CourtDistrict Court, N.D. Illinois
DecidedMarch 6, 2025
Docket1:23-cv-15730
StatusUnknown

This text of Carter v. Wallace (Carter v. Wallace) is published on Counsel Stack Legal Research, covering District Court, N.D. Illinois primary law. Counsel Stack provides free access to over 12 million legal documents including statutes, case law, regulations, and constitutions.

Bluebook
Carter v. Wallace, (N.D. Ill. 2025).

Opinion

IN THE UNITED STATES DISTRICT COURT FOR THE NORTHERN DISTRICT OF ILLINOIS EASTERN DIVISION VANETRIS J. CARTER, Plaintiff, v. JONATHAN WALLACE, M.D., Case No. 23 C 15730 SUBURBAN SURGICAL CARE SPECIALISTS, S.C., ALEXIAN Hon. LaShonda A. Hunt BROTHERS MEDICAL CENTER d/b/a AMITA HEALTH ALEXIAN BROTHERS MEDICAL CENTER, ELK GROVE VILLAGE, and JOHN/JANE DOES 1-3, Defendants. MEMORANDUM OPINION AND ORDER Plaintiff Vanetris J. Carter (“Carter”) lost most of her stomach during a second surgery to repair alleged errors from the first surgery. Carter now brings this diversity medical malpractice action against Defendants Jonathan Wallace, M.D. (“Dr. Wallace”), Suburban Surgical Care Specialists, S.C. (“SSCS”), Alexian Brothers Medical Center (“Alexian Brothers”), and John/Jane Does 1-3 (the “Doe Defendants”) (collectively, “Defendants”). In response, Defendants have moved to dismiss for failure to state a claim and for lack of jurisdiction. For the reasons discussed below, Defendants’ motion to dismiss [24] is denied. BACKGROUND I. August 5, 2021 Surgery In 2021, Carter sought to address some health issues and consulted three doctors before Defendants took her under their care. On April 9, 2021, Carter visited her primary care physician complaining of extreme back pain. (Compl. ¶ 20, Dkt. 1). Her physician prescribed medication 1 and diagnosed Carter with arthritis and a curved spine. (Id. ¶ 21). Carter stopped taking the medication after eight days due to poor response. (Id. ¶¶ 22-23). On June 1, 2021, Carter saw her OB/GYN. After conducting blood work and an examination, the OB/GYN reported largely unremarkable test results. (Id. ¶¶ 24-25). Carter’s

primary care physician then referred her to a gastrointestinal doctor. (Id. ¶ 27). The gastrointestinal doctor diagnosed Carter with a hiatal hernia that extended through her diaphragm and sat next to her heart. (Id. ¶ 28). The primary care physician referred Carter to Dr. Wallace, a surgeon employed by SSCS, to repair the hernia. (Id. ¶¶ 3, 29). During their initial visit on June 30, 2021, Carter and Dr.

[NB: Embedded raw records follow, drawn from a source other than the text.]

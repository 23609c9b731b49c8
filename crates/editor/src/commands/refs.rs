//! `dex refs` command.
use anyhow::Result;
use clap::Parser;
use dex_content::TableKind;

use crate::output;
use crate::session::Session;

/// List the display names of a table, as offered for references
#[derive(Parser)]
pub struct Refs {
    /// moves, pokemon, types, items or abilities
    #[arg(value_name = "TABLE")]
    table: TableKind,
}

impl Refs {
    pub fn execute(self, session: &Session) -> Result<String> {
        let refs = session.cross_refs()?;
        output::render_names(refs.list(self.table), session.format())
    }
}
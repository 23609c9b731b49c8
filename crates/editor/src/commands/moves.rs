//! `dex moves` subcommands.
use anyhow::{Result, bail};
use clap::{Args, Subcommand};
use dex_content::{TableKind, list_keys};
use dex_core::{MoveCategory, MoveCodec, MoveFlags, MoveRecord, RecordCodec};

use crate::output::{self, parse_flag_letters};
use crate::session::Session;

/// Edit the Moves table
#[derive(Subcommand)]
pub enum MovesCommand {
    /// List move names in stored order
    List,

    /// Show one move
    Show {
        #[arg(value_name = "NAME")]
        name: String,
    },

    /// Create a move or update the given fields of an existing one
    Set(SetMove),

    /// Remove a move
    Remove {
        #[arg(value_name = "NAME")]
        name: String,
    },
}

/// Field values for `moves set`; omitted fields keep their stored value.
#[derive(Args, Debug, Default)]
pub struct SetMove {
    #[arg(value_name = "NAME")]
    name: String,

    #[arg(long)]
    type1: Option<String>,

    #[arg(long)]
    type2: Option<String>,

    /// physical, special or status
    #[arg(long)]
    category: Option<MoveCategory>,

    #[arg(long)]
    power: Option<u16>,

    #[arg(long)]
    accuracy: Option<u8>,

    #[arg(long)]
    pp: Option<u8>,

    #[arg(long)]
    target: Option<String>,

    #[arg(long, allow_hyphen_values = true)]
    priority: Option<i8>,

    /// Set flags as letters a-h (e.g. `ac`); `-` clears all
    #[arg(long, value_parser = parse_flag_letters, allow_hyphen_values = true)]
    flags: Option<MoveFlags>,

    #[arg(long)]
    description: Option<String>,
}

impl SetMove {
    fn apply(self, record: &mut MoveRecord) {
        if let Some(v) = self.type1 {
            record.type1 = v;
        }
        if let Some(v) = self.type2 {
            record.type2 = v;
        }
        if let Some(v) = self.category {
            record.category = v;
        }
        if let Some(v) = self.power {
            record.power = v;
        }
        if let Some(v) = self.accuracy {
            record.accuracy = v;
        }
        if let Some(v) = self.pp {
            record.pp = v;
        }
        if let Some(v) = self.target {
            record.target = v;
        }
        if let Some(v) = self.priority {
            record.priority = v;
        }
        if let Some(v) = self.flags {
            record.flags = v;
        }
        if let Some(v) = self.description {
            record.description = v;
        }
    }
}

impl MovesCommand {
    pub fn execute(self, session: &Session) -> Result<String> {
        let codec = session.move_codec();

        match self {
            Self::List => {
                let document = session.load(TableKind::Moves)?;
                let names = list_keys(&document, TableKind::Moves.section(), session.style());
                output::render_names(&names, session.format())
            }
            Self::Show { name } => {
                let document = session.load(TableKind::Moves)?;
                let Some(record) = document.fetch(&codec, &name)? else {
                    bail!("Move `{}` not found", name);
                };
                output::render(&codec, &record, session.format())
            }
            Self::Set(set) => {
                let mut document = session.load_or_create(TableKind::Moves)?;
                let mut record = document
                    .fetch(&codec, &set.name)?
                    .unwrap_or_else(|| MoveRecord::new(set.name.trim()));
                set.apply(&mut record);

                let key = document.store(&codec, &record)?;
                session.save(TableKind::Moves, &document)?;
                Ok(format!("Saved [{}.{}]", MoveCodec::SECTION, key))
            }
            Self::Remove { name } => {
                let mut document = session.load(TableKind::Moves)?;
                if document.delete(&codec, &name).is_none() {
                    bail!("Move `{}` not found", name);
                }
                session.save(TableKind::Moves, &document)?;
                Ok(format!("Removed move `{}`", name))
            }
        }
    }
}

Wallace discussed her diagnosis and surgical options but allegedly did not address potential complications. (Id. ¶ 30). Dr. Wallace referred Carter to another doctor for a pre-operative EGD Study with Esophageal Manometry, which was performed on August 4, 2021. (Id. ¶¶ 32-33). The following day, on August 5, 2021, Dr. Wallace performed a hernia repair surgery at Alexian Brothers. (Id. ¶ 34). His operative report indicated the use of an “absorbable mesh” and a loose wrap to perform

a “360-degree Nissen Fundoplication” procedure, which wrapped the upper part of the stomach around the lower esophagus. (Id. ¶ 35). Apart from childbirth, this was Carter’s first surgical procedure. (Id. ¶ 33). II. Post-Operation Difficulties and Care Following the surgery, Carter alleges that Dr. Wallace and three unknown medical professionals (the “Doe Defendants”, together with Dr. Wallace, the “Defendant Physicians”) continued to provide her medical care. (Id. ¶ 36). At her first follow-up appointment on August 11, 2021, the Defendant Physicians told Carter that she would need about six weeks to heal from the surgery. (Id. ¶ 38).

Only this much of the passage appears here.